++++ INFORMATION SHOWN ++++

use std::collections::{BTreeMap, HashSet};
use std::fs;
use std::path::Path;

use serde::{Deserialize, Serialize};
use thiserror::Error;

use crate::content::ids::{CharacterId, ClueId, LocationId, NodeId, OptionId};

pub const CASE_SCHEMA_VERSION: u32 = 1;

const BUILTIN_CASE: &str = include_str!("../../assets/cases/silent_echo.json");

#[derive(Debug, Clone, Copy, PartialEq, Eq, Hash, Serialize, Deserialize)]
#[serde(rename_all = "snake_case")]
pub enum ClueType {
    Visual,
    Document,
    Object,
    Testimony,
    Medical,
    Video,
    Financial,
}

/// A discoverable piece of evidence. Text fields hold string-table keys.
#[derive(Debug, Clone, PartialEq, Eq, Serialize, Deserialize)]
pub struct Clue {
    pub id: ClueId,
    pub title: String,
    pub description: String,
    #[serde(default, skip_serializing_if = "Option::is_none")]
    pub content: Option<String>,
    #[serde(rename = "type")]
    pub clue_type: ClueType,
    pub location_id: LocationId,
    #[serde(default)]
    pub is_discovered: bool,
    /// Decoys never count towards the verdict.
    #[serde(default)]
    pub is_misleading: bool,
}

#[derive(Debug, Clone, PartialEq, Eq, Serialize, Deserialize)]
pub struct Character {
    pub id: CharacterId,
    pub name: String,
    pub role: String,
    pub description: String,
    pub portrait: String,
    pub is_suspect: bool,
    #[serde(default)]
    pub suspicion_level: u32,
}

#[derive(Debug, Clone, PartialEq, Eq, Serialize, Deserialize)]
pub struct Location {
    pub id: LocationId,
    pub name: String,
    pub description: String,
    pub image: String,
    #[serde(default)]
    pub clues: Vec<ClueId>,
    #[serde(default)]
    pub characters: Vec<CharacterId>,
}

#[derive(Debug, Clone, PartialEq, Eq, Serialize, Deserialize)]
pub struct DialogueOption {
    pub id: OptionId,
    pub text: String,
    pub response: String,
    #[serde(default, skip_serializing_if = "Option::is_none")]
    pub reveal_clue: Option<ClueId>,
    #[serde(default)]
    pub suspicion_delta: u32,
    /// Question asked next once the response has been read.
    #[serde(default, skip_serializing_if = "Option::is_none")]
    pub next_node: Option<NodeId>,
}

#[derive(Debug, Clone, PartialEq, Eq, Serialize, Deserialize)]
pub struct DialogueNode {
    pub id: NodeId,
    pub character_id: CharacterId,
    pub question: String,
    pub options: Vec<DialogueOption>,
}

impl DialogueNode {
    pub fn option(&self, option_id: &OptionId) -> Option<&DialogueOption> {
        self.options.iter().find(|option| &option.id == option_id)
    }
}

/// An authored, unordered pair of board item ids that proves part of the case.
#[derive(Debug, Clone, PartialEq, Eq, Serialize, Deserialize)]
pub struct KeyPair {
    pub label: String,
    pub a: String,
    pub b: String,
}

impl KeyPair {
    pub fn matches(&self, first: &str, second: &str) -> bool {
        (self.a == first && self.b == second) || (self.a == second && self.b == first)
    }
}

#[derive(Debug, Clone, PartialEq, Eq, Serialize, Deserialize)]
pub struct AnswerKey {
    pub key_pairs: Vec<KeyPair>,
    pub solve_threshold: usize,
    pub culprit: CharacterId,
    pub solved_explanation: String,
    pub incomplete_explanation: String,
    pub not_started_explanation: String,
}

/// On-disk shape of a case.
#[derive(Debug, Clone, Serialize, Deserialize)]
pub struct CaseFile {
    pub schema_version: u32,
    pub id: String,
    pub title: String,
    pub clues: Vec<Clue>,
    pub characters: Vec<Character>,
    pub locations: Vec<Location>,
    #[serde(default)]
    pub dialogues: Vec<DialogueNode>,
    pub answer_key: AnswerKey,
}

#[derive(Debug, Error)]
pub enum CatalogError {
    #[error("failed to read {path}: {source}")]
    Io {
        path: String,
        source: std::io::Error,
    },
    #[error("failed to parse {path}: {source}")]
    Json {
        path: String,
        source: serde_json::Error,
    },
    #[error("{0}")]
    Validation(String),
}

/// The authored, read-only content of a single case.
#[derive(Debug, Clone)]
pub struct CaseCatalog {
    id: String,
    title: String,
    clues: BTreeMap<ClueId, Clue>,
    characters: BTreeMap<CharacterId, Character>,
    locations: BTreeMap<LocationId, Location>,
    nodes: BTreeMap<NodeId, DialogueNode>,
    node_order: BTreeMap<CharacterId, Vec<NodeId>>,
    answer_key: AnswerKey,
}

pub fn load_case_catalog(path: impl AsRef<Path>) -> Result<CaseCatalog, CatalogError> {
    let path = path.as_ref();
    let raw = fs::read_to_string(path).map_err(|source| CatalogError::Io {
        path: path.display().to_string(),
        source,
    })?;
    let file: CaseFile = serde_json::from_str(&raw).map_err(|source| CatalogError::Json {
        path: path.display().to_string(),
        source,
    })?;
    CaseCatalog::from_file(file)
}

impl CaseCatalog {
    /// The case shipped with the crate, "The Silent Echo".
    pub fn builtin() -> Result<Self, CatalogError> {
        Self::from_json(BUILTIN_CASE)
    }

    pub fn from_json(raw: &str) -> Result<Self, CatalogError> {
        let file: CaseFile = serde_json::from_str(raw).map_err(|source| CatalogError::Json {
            path: "<inline>".to_string(),
            source,
        })?;
        Self::from_file(file)
    }

    pub fn from_file(file: CaseFile) -> Result<Self, CatalogError> {
        file.validate()?;

        let mut node_order: BTreeMap<CharacterId, Vec<NodeId>> = BTreeMap::new();
        for node in &file.dialogues {
            node_order
                .entry(node.character_id.clone())
                .or_default()
                .push(node.id.clone());
        }

        Ok(Self {
            id: file.id,
            title: file.title,
            clues: file.clues.into_iter().map(|c| (c.id.clone(), c)).collect(),
            characters: file
                .characters
                .into_iter()
                .map(|c| (c.id.clone(), c))
                .collect(),
            locations: file
                .locations
                .into_iter()
                .map(|l| (l.id.clone(), l))
                .collect(),
            nodes: file
                .dialogues
                .into_iter()
                .map(|n| (n.id.clone(), n))
                .collect(),
            node_order,
            answer_key: file.answer_key,
        })
    }

    pub fn id(&self) -> &str {
        &self.id
    }

    pub fn title(&self) -> &str {
        &self.title
    }

    pub fn clues(&self) -> &BTreeMap<ClueId, Clue> {
        &self.clues
    }

    pub fn clue(&self, id: &ClueId) -> Option<&Clue> {
        self.clues.get(id)
    }

    pub fn characters(&self) -> &BTreeMap<CharacterId, Character> {
        &self.characters
    }

    pub fn character(&self, id: &CharacterId) -> Option<&Character> {
        self.characters.get(id)
    }

    pub fn locations(&self) -> &BTreeMap<LocationId, Location> {
        &self.locations
    }

    pub fn location(&self, id: &LocationId) -> Option<&Location> {
        self.locations.get(id)
    }

    pub fn node(&self, id: &NodeId) -> Option<&DialogueNode> {
        self.nodes.get(id)
    }

    /// Questions for a character, in authored order.
    pub fn dialogues_for(&self, character: &CharacterId) -> Vec<&DialogueNode> {
        self.node_order
            .get(character)
            .map(|ids| ids.iter().filter_map(|id| self.nodes.get(id)).collect())
            .unwrap_or_default()
    }

    pub fn suspects(&self) -> impl Iterator<Item = &Character> {
        self.characters.values().filter(|c| c.is_suspect)
    }

    pub fn answer_key(&self) -> &AnswerKey {
        &self.answer_key
    }
}

impl CaseFile {
    pub fn validate(&self) -> Result<(), CatalogError> {
        if self.schema_version != CASE_SCHEMA_VERSION {
            return Err(invalid(format!(
                "unsupported case schema version {} (expected {})",
                self.schema_version, CASE_SCHEMA_VERSION
            )));
        }
        if self.id.trim().is_empty() {
            return Err(invalid("case id cannot be empty".to_string()));
        }

        let clue_ids = unique_ids(self.clues.iter().map(|c| c.id.as_str()), "clue")?;
        let character_ids =
            unique_ids(self.characters.iter().map(|c| c.id.as_str()), "character")?;
        let location_ids = unique_ids(self.locations.iter().map(|l| l.id.as_str()), "location")?;
        if let Some(shared) = clue_ids.intersection(&character_ids).next() {
            return Err(invalid(format!(
                "id {} names both a clue and a character",
                shared
            )));
        }
        unique_ids(self.dialogues.iter().map(|n| n.id.as_str()), "dialogue node")?;

        for clue in &self.clues {
            if !location_ids.contains(clue.location_id.as_str()) {
                return Err(invalid(format!(
                    "clue {} references unknown location {}",
                    clue.id, clue.location_id
                )));
            }
        }

        for location in &self.locations {
            for clue_id in &location.clues {
                let clue = self.clues.iter().find(|c| &c.id == clue_id).ok_or_else(|| {
                    invalid(format!(
                        "location {} lists unknown clue {}",
                        location.id, clue_id
                    ))
                })?;
                if clue.location_id != location.id {
                    return Err(invalid(format!(
                        "location {} lists clue {} owned by {}",
                        location.id, clue_id, clue.location_id
                    )));
                }
            }
            for character_id in &location.characters {
                if !character_ids.contains(character_id.as_str()) {
                    return Err(invalid(format!(
                        "location {} lists unknown character {}",
                        location.id, character_id
                    )));
                }
            }
        }

        for node in &self.dialogues {
            self.validate_node(node, &clue_ids)?;
        }

        self.validate_answer_key()
    }

    fn validate_node(&self, node: &DialogueNode, clue_ids: &HashSet<&str>) -> Result<(), CatalogError> {
        let owner = self
            .characters
            .iter()
            .find(|c| c.id == node.character_id)
            .ok_or_else(|| {
                invalid(format!(
                    "dialogue {} belongs to unknown character {}",
                    node.id, node.character_id
                ))
            })?;
        if !owner.is_suspect {
            return Err(invalid(format!(
                "dialogue {} belongs to {} who is not a suspect",
                node.id, owner.id
            )));
        }
        if node.options.is_empty() {
            return Err(invalid(format!("dialogue {} has no options", node.id)));
        }

        unique_ids(
            node.options.iter().map(|o| o.id.as_str()),
            &format!("option in dialogue {}", node.id),
        )?;

        for option in &node.options {
            if let Some(clue) = &option.reveal_clue {
                if !clue_ids.contains(clue.as_str()) {
                    return Err(invalid(format!(
                        "option {} reveals unknown clue {}",
                        option.id, clue
                    )));
                }
            }
            if let Some(next) = &option.next_node {
                if next == &node.id {
                    return Err(invalid(format!(
                        "option {} links dialogue {} to itself",
                        option.id, node.id
                    )));
                }
                let target = self.dialogues.iter().find(|n| &n.id == next).ok_or_else(|| {
                    invalid(format!(
                        "option {} links to unknown dialogue {}",
                        option.id, next
                    ))
                })?;
                if target.character_id != node.character_id {
                    return Err(invalid(format!(
                        "option {} links dialogue {} to another character's dialogue {}",
                        option.id, node.id, next
                    )));
                }
            }
        }
        Ok(())
    }

    fn validate_answer_key(&self) -> Result<(), CatalogError> {
        let key = &self.answer_key;
        if key.key_pairs.is_empty() {
            return Err(invalid("answer key has no key pairs".to_string()));
        }
        unique_ids(key.key_pairs.iter().map(|p| p.label.as_str()), "key pair label")?;

        for pair in &key.key_pairs {
            for id in [&pair.a, &pair.b] {
                if let Some(clue) = self.clues.iter().find(|c| c.id.as_str() == id) {
                    if clue.is_misleading {
                        return Err(invalid(format!(
                            "key pair {} uses misleading clue {}",
                            pair.label, id
                        )));
                    }
                } else if let Some(character) = self.characters.iter().find(|c| c.id.as_str() == id) {
                    if !character.is_suspect {
                        return Err(invalid(format!(
                            "key pair {} uses {} who is not a suspect",
                            pair.label, id
                        )));
                    }
                } else {
                    return Err(invalid(format!(
                        "key pair {} references unknown item {}",
                        pair.label, id
                    )));
                }
            }
            if pair.a == pair.b {
                return Err(invalid(format!(
                    "key pair {} links {} to itself",
                    pair.label, pair.a
                )));
            }
        }

        if key.solve_threshold == 0 || key.solve_threshold > key.key_pairs.len() {
            return Err(invalid(format!(
                "solve threshold {} must be between 1 and {}",
                key.solve_threshold,
                key.key_pairs.len()
            )));
        }

        match self.characters.iter().find(|c| c.id == key.culprit) {
            Some(culprit) if culprit.is_suspect => Ok(()),
            Some(culprit) => Err(invalid(format!(
                "culprit {} is not a suspect",
                culprit.id
            ))),
            None => Err(invalid(format!("culprit {} is unknown", key.culprit))),
        }
    }
}

fn unique_ids<'a>(
    ids: impl Iterator<Item = &'a str>,
    what: &str,
) -> Result<HashSet<&'a str>, CatalogError> {
    let mut seen = HashSet::new();
    for id in ids {
        if id.trim().is_empty() {
            return Err(invalid(format!("{} id cannot be empty", what)));
        }
        if !seen.insert(id) {
            return Err(invalid(format!("duplicate {} id {}", what, id)));
        }
    }
    Ok(seen)
}

fn invalid(message: String) -> CatalogError {
    CatalogError::Validation(message)
}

++++

_YOUR ASSIGNMENT_
Please restate, word for word, the lines of the entries that run from the first line through the one holding "Hash, Serialize, Deserialize)]", and add nothing.

_SOLUTION_
use std::collections::{BTreeMap, HashSet};
use std::fs;
use std::path::Path;

use serde::{Deserialize, Serialize};
use thiserror::Error;

use crate::content::ids::{CharacterId, ClueId, LocationId, NodeId, OptionId};

pub const CASE_SCHEMA_VERSION: u32 = 1;

const BUILTIN_CASE: &str = include_str!("../../assets/cases/silent_echo.json");

#[derive(Debug, Clone, Copy, PartialEq, Eq, Hash, Serialize, Deserialize)]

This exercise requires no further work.